> **Instructions for the task**
Records follow. Pull out every line that contains "crates".

> **Records from a collection**
---

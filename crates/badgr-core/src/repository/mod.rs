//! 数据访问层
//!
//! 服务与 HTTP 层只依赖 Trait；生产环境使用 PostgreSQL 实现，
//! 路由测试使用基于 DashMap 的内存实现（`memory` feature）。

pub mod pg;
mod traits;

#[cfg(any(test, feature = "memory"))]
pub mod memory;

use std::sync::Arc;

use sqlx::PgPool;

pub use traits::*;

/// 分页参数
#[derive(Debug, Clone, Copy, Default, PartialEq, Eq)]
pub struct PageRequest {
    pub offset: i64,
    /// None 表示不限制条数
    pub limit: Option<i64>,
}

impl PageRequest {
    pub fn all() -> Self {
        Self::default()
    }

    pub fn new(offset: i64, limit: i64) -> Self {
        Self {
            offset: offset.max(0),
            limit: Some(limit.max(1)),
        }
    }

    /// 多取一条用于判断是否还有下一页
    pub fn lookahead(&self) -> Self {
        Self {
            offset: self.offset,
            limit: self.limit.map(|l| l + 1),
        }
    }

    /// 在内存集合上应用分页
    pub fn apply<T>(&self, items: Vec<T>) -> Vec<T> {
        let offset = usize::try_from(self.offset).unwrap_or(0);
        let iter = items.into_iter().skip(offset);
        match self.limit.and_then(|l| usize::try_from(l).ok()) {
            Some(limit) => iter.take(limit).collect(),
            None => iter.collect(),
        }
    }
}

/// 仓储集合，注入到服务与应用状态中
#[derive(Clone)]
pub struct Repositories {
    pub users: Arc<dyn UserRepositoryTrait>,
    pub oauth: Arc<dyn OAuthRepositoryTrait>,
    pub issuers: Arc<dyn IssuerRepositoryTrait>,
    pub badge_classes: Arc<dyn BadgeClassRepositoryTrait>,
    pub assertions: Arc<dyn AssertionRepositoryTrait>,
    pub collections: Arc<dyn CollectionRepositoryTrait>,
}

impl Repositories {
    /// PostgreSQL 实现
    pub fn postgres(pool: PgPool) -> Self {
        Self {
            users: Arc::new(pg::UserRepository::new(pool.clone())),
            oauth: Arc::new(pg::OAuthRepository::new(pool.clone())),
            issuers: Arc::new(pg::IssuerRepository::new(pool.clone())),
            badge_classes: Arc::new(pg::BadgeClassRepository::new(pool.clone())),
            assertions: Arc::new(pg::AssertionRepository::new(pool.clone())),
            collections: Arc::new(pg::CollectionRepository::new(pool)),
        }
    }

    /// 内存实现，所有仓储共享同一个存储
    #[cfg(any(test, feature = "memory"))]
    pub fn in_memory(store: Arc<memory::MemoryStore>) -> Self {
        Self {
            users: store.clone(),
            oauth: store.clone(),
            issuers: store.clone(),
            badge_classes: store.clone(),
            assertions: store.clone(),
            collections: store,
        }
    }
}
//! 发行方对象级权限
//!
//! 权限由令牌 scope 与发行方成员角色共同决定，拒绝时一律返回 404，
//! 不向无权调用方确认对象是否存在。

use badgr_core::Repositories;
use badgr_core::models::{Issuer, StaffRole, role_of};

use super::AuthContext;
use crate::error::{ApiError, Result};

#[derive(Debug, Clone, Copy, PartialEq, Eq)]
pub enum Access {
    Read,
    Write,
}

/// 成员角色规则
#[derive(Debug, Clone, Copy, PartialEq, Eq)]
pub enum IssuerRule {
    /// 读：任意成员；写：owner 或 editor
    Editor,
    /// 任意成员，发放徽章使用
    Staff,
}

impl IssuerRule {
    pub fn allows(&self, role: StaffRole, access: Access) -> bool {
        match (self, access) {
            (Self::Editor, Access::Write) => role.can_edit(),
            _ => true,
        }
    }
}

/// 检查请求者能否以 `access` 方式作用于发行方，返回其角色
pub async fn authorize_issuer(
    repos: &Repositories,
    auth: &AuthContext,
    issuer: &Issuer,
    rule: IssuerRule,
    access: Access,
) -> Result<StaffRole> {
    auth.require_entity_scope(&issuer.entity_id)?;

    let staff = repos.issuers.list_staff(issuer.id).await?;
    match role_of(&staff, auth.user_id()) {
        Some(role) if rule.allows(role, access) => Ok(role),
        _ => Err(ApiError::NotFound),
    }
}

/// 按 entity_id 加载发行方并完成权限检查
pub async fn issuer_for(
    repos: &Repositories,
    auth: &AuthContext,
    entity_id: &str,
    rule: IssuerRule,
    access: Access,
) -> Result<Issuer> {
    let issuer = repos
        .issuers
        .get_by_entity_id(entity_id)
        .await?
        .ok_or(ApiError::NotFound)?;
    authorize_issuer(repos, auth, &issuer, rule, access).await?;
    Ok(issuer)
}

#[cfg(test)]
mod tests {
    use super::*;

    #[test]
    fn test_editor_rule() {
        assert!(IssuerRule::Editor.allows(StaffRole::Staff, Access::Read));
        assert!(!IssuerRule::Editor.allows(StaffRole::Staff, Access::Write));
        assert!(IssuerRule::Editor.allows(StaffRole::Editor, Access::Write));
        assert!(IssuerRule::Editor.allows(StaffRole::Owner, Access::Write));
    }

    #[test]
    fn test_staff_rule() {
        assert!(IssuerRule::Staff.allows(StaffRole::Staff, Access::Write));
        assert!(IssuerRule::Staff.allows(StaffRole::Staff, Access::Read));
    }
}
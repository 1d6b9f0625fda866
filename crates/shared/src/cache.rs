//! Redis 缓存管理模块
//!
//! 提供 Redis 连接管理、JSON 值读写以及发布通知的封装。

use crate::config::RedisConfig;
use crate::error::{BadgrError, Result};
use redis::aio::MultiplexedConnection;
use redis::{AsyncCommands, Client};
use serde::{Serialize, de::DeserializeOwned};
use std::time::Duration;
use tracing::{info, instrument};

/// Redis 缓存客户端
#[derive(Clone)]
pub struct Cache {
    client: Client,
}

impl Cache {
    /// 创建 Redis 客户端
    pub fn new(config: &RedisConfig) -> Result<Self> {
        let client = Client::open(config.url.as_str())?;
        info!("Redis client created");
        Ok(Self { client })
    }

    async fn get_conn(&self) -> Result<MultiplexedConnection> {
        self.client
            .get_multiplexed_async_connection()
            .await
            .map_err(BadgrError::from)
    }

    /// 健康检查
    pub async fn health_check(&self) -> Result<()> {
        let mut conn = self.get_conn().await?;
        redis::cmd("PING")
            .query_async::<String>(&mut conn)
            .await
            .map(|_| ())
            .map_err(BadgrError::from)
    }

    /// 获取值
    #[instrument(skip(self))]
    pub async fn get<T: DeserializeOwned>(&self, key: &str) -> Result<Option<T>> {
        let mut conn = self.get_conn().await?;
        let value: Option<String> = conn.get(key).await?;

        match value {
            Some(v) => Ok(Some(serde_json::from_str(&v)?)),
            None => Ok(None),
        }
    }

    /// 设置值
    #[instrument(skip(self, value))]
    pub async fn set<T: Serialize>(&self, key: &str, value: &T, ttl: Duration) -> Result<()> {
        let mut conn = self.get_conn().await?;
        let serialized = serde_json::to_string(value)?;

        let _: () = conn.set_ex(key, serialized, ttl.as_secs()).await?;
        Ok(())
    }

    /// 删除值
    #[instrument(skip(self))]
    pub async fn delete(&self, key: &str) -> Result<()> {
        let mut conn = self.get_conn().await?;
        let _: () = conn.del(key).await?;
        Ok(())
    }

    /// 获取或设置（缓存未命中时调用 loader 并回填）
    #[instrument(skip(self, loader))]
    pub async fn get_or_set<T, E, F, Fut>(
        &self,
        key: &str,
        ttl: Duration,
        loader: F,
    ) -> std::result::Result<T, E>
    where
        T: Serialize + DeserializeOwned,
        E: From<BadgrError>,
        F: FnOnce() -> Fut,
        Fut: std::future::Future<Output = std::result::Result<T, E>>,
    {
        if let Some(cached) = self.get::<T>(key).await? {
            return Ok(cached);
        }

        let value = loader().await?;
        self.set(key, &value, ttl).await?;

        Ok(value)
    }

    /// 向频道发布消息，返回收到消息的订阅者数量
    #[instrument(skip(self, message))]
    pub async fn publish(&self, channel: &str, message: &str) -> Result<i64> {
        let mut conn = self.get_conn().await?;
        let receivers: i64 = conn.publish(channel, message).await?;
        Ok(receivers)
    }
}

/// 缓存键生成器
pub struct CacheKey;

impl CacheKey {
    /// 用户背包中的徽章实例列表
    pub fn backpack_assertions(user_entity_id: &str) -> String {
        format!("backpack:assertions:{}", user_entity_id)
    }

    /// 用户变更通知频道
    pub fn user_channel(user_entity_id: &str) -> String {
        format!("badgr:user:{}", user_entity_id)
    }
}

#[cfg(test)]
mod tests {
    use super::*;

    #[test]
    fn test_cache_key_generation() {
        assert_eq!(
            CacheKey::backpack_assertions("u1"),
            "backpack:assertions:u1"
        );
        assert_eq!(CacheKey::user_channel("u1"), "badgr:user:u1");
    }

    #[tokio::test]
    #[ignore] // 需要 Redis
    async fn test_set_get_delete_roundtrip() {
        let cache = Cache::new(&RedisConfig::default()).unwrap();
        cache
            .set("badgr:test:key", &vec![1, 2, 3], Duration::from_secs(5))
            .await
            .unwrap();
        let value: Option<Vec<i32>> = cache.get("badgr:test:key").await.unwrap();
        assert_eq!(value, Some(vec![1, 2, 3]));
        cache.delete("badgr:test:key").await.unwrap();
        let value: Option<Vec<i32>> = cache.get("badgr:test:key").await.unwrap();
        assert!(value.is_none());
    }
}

---

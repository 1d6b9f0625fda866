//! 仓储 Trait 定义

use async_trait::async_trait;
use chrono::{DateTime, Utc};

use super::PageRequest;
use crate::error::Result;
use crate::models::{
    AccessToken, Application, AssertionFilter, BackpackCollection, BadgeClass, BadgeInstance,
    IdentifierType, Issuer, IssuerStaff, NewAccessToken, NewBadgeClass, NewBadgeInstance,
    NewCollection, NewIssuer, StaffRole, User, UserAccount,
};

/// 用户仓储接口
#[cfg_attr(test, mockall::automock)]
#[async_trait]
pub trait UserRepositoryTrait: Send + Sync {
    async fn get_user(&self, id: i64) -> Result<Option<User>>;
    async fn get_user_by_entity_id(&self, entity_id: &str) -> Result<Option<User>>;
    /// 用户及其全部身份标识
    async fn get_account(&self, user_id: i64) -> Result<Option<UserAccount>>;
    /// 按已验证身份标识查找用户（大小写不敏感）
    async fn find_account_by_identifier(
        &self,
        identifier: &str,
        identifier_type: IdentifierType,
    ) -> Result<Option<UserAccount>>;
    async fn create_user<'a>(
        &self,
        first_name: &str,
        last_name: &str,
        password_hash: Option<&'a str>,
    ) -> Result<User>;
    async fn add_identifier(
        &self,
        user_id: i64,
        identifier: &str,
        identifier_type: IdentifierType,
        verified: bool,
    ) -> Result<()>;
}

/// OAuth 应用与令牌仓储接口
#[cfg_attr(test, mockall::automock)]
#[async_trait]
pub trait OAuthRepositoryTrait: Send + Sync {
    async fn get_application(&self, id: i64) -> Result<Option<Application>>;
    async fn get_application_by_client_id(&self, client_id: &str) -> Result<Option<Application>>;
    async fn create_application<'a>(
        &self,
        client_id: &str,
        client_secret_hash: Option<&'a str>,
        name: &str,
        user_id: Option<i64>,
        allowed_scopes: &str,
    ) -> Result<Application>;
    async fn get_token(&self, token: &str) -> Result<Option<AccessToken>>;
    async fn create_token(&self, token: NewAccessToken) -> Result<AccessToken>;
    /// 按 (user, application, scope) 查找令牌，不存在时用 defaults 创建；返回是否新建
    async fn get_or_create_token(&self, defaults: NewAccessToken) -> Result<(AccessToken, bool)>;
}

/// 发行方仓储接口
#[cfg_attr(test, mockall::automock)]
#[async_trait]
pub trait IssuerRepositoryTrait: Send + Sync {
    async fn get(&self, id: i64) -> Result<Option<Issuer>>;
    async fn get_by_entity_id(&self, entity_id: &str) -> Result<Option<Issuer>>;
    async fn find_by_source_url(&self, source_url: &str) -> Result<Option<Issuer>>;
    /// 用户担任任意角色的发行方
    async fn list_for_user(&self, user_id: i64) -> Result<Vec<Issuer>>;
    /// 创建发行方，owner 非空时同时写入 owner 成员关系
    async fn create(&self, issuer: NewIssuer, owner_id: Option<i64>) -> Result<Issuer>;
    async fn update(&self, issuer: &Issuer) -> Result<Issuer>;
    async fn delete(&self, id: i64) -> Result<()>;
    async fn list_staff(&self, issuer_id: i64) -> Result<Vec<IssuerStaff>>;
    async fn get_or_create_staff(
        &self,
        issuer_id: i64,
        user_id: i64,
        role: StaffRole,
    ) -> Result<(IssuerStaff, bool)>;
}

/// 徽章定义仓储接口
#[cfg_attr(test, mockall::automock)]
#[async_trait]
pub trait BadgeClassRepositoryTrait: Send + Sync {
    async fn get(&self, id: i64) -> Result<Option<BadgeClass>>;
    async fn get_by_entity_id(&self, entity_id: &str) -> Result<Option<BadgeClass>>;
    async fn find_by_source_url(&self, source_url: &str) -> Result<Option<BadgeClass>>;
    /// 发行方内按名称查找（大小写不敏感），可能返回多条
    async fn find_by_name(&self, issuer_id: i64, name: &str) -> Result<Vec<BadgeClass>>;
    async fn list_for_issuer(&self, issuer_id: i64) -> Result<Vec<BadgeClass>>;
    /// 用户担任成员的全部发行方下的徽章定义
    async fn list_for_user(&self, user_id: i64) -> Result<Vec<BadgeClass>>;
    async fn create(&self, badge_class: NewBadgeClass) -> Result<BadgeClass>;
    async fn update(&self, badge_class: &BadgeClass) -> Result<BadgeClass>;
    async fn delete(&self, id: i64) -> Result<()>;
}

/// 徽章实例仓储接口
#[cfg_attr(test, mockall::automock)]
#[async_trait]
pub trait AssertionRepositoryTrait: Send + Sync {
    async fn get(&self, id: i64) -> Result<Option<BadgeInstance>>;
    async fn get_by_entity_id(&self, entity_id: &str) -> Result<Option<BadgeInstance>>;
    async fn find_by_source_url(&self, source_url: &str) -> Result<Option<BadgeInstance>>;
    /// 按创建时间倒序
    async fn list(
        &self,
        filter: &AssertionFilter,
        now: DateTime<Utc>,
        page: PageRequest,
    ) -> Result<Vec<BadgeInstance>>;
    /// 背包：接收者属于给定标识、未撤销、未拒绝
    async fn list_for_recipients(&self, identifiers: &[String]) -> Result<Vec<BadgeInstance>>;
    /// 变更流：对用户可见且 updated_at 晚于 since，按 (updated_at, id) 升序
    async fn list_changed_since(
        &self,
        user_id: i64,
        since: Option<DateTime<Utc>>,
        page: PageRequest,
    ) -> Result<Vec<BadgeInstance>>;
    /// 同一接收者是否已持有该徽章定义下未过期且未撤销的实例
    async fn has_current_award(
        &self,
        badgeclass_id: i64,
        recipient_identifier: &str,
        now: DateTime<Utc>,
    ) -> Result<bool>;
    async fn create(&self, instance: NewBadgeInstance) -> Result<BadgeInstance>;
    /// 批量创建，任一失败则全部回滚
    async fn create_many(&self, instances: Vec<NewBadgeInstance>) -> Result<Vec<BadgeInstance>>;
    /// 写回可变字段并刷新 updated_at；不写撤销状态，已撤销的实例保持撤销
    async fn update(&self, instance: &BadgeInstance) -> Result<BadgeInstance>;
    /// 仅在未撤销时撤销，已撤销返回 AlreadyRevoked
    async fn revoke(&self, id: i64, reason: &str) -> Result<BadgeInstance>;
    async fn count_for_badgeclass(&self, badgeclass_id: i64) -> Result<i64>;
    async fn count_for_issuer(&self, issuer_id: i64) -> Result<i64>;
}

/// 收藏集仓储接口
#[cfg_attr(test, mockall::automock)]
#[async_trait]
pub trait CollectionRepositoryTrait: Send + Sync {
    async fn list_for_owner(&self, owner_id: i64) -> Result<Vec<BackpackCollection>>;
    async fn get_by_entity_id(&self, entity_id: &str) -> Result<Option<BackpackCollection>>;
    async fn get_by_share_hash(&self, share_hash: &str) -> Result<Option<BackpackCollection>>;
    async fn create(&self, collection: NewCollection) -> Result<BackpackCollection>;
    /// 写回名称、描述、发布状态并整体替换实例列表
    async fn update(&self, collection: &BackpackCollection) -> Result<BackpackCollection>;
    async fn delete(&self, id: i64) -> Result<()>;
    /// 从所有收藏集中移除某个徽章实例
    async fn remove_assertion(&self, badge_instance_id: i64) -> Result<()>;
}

---

> **Output of the exercise**
filename crates/badgr-core/src/repository/mod.rs
filename crates/shared/src/cache.rs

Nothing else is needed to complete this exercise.